И добрый шкипер поведал Симону о том, как они обойдут почти четверть земного шара, чтобы «зайти кое-куда», так же просто, как будто бы он говорил об удачной торговле на рынке, после которой они по дороге домой зайдут в трактир.

– Право? В самом деле?

– Клянусь тебе честью, Симон! И тогда… два или три денька мы покутим там… – сказал ему потихоньку и таинственно Бенуа, прикрыв рот левой рукой.

– Понимаю, капитан, понимаю! Мы покутим, позабавимся, я промотаю мое жалованье в два дня! Боже мой, мамзели, вино, кареты, апельсины, перчатки, шляпы, часы! Черт возьми, подавай мне все!

– Точно так! – повторил полупьяный Бенуа и постучал по столу стаканом. – Точно так, мы погуляем! Славно погуляем! Какая прекрасная погода! Ах! Уф! Но сохрани боже, если моя жена узнает об этом! Она не должна никогда знать этого…

– Разумеется, капитан, разумеется! За ее здоровье… Мы зайдем в Кадис, не правда ли? Ах, капитан! Послушайте, капитан, мне кажется, будто я вас уже вижу там на городской площади… Черт возьми! Вот там женщины! Такие женщины! Можно сказать, что прелесть! Какие глаза! Какие зубы… Какие плечи… Право, нужно спешить наслаждаться жизнью, потому что смерть не за горами.
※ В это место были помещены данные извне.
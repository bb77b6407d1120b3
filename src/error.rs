use std::sync::Arc;

use thiserror::Error;

/// Result type used throughout the crate.
pub type Result<T> = std::result::Result<T, Error>;

/// OFREP error code for a flag that does not exist.
pub const ERROR_FLAG_NOT_FOUND: &str = "FLAG_NOT_FOUND";
/// OFREP error code for a flag payload that could not be parsed or validated.
pub const ERROR_PARSE: &str = "PARSE_ERROR";
/// OFREP error code for everything else.
pub const ERROR_GENERAL: &str = "GENERAL";

/// Errors produced by the flag server core.
#[derive(Error, Debug, Clone)]
#[non_exhaustive]
pub enum Error {
    /// The flag set payload parsed but is not a valid flag set.
    #[error(transparent)]
    Validation(#[from] ValidationError),

    /// The flag set payload is not valid JSON.
    #[error("failed to parse JSON flags: {0}")]
    Json(Arc<serde_json::Error>),

    /// The flag set payload is not valid YAML.
    #[error("failed to parse YAML flags: {0}")]
    Yaml(Arc<serde_yaml::Error>),

    /// Evaluation was requested for a key that is not in the current flag set.
    #[error("flag for key '{key}' does not exist")]
    FlagNotFound { key: String },

    /// A store has no record for the requested key.
    #[error("record not found for key '{key}'")]
    RecordNotFound { key: String },

    /// An I/O error.
    #[error(transparent)]
    // std::io::Error is not clonable, so we're wrapping it in an Arc.
    Io(Arc<std::io::Error>),

    /// Network error.
    #[error(transparent)]
    Network(Arc<reqwest::Error>),

    /// A remote endpoint answered with a non-success status.
    #[error("received unexpected status code {0}")]
    UnexpectedStatus(reqwest::StatusCode),

    /// A configured URL cannot be parsed.
    #[error("invalid url configuration")]
    InvalidUrl(#[source] url::ParseError),

    /// An admin request is missing required data.
    #[error("invalid request: {0}")]
    InvalidRequest(String),

    /// A configuration value is missing or not understood.
    #[error("invalid configuration: {0}")]
    InvalidConfiguration(String),

    /// A background loop panicked. This should normally never happen.
    #[error("poller thread panicked")]
    PollerThreadPanicked,
}

impl Error {
    /// OFREP error code describing this error.
    pub fn error_code(&self) -> &'static str {
        match self {
            Error::FlagNotFound { .. } | Error::RecordNotFound { .. } => ERROR_FLAG_NOT_FOUND,
            Error::Validation(_) | Error::Json(_) | Error::Yaml(_) => ERROR_PARSE,
            _ => ERROR_GENERAL,
        }
    }

    /// Returns `true` for the expected "no such flag" outcome, as opposed to a failure.
    pub fn is_not_found(&self) -> bool {
        matches!(
            self,
            Error::FlagNotFound { .. } | Error::RecordNotFound { .. }
        )
    }
}

/// A flag set payload that violates the flag model invariants.
#[derive(Error, Debug, Clone, PartialEq, Eq)]
#[non_exhaustive]
pub enum ValidationError {
    #[error("flag missing key")]
    MissingKey,
    #[error("flag '{flag}' missing variants")]
    MissingVariants { flag: String },
    #[error("flag '{flag}' missing default variant")]
    MissingDefaultVariant { flag: String },
    #[error("flag '{flag}' has a rule missing name")]
    RuleMissingName { flag: String },
    #[error("rule '{rule}' of flag '{flag}' missing variant")]
    RuleMissingVariant { flag: String, rule: String },
    #[error("rule '{rule}' of flag '{flag}' includes unknown variant '{variant}'")]
    UnknownVariant {
        flag: String,
        rule: String,
        variant: String,
    },
    #[error("flag '{flag}' has multiple rules named '{rule}'")]
    DuplicateRuleName { flag: String, rule: String },
    #[error("flag '{flag}' variant '{variant}' has an unsupported value")]
    UnsupportedVariantValue { flag: String, variant: String },
    #[error("flag '{flag}' has variants with different types")]
    MixedVariantKinds { flag: String },
}

impl From<std::io::Error> for Error {
    fn from(value: std::io::Error) -> Self {
        Self::Io(Arc::new(value))
    }
}

impl From<reqwest::Error> for Error {
    fn from(value: reqwest::Error) -> Self {
        Error::Network(Arc::new(value.without_url()))
    }
}

impl From<serde_json::Error> for Error {
    fn from(value: serde_json::Error) -> Self {
        Error::Json(Arc::new(value))
    }
}

impl From<serde_yaml::Error> for Error {
    fn from(value: serde_yaml::Error) -> Self {
        Error::Yaml(Arc::new(value))
    }
}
– Правда твоя, Симон, рано или поздно, а все-таки придется умереть… а потому нужно…

В эту минуту капитан был прерван ужасным шумом, и корабль вдруг так качнуло набок, что концы парусов окунулись в воду.

Бенуа и Симон, вовсе не ожидавшие этого ужасного толчка, полетели кверху ногами.

– Это буря! – воскликнул Бенуа, совершенно протрезвившийся, и бросился на палубу.

– Ну, кажется, будет потеха! – сказал Симон, следуя за капитаном.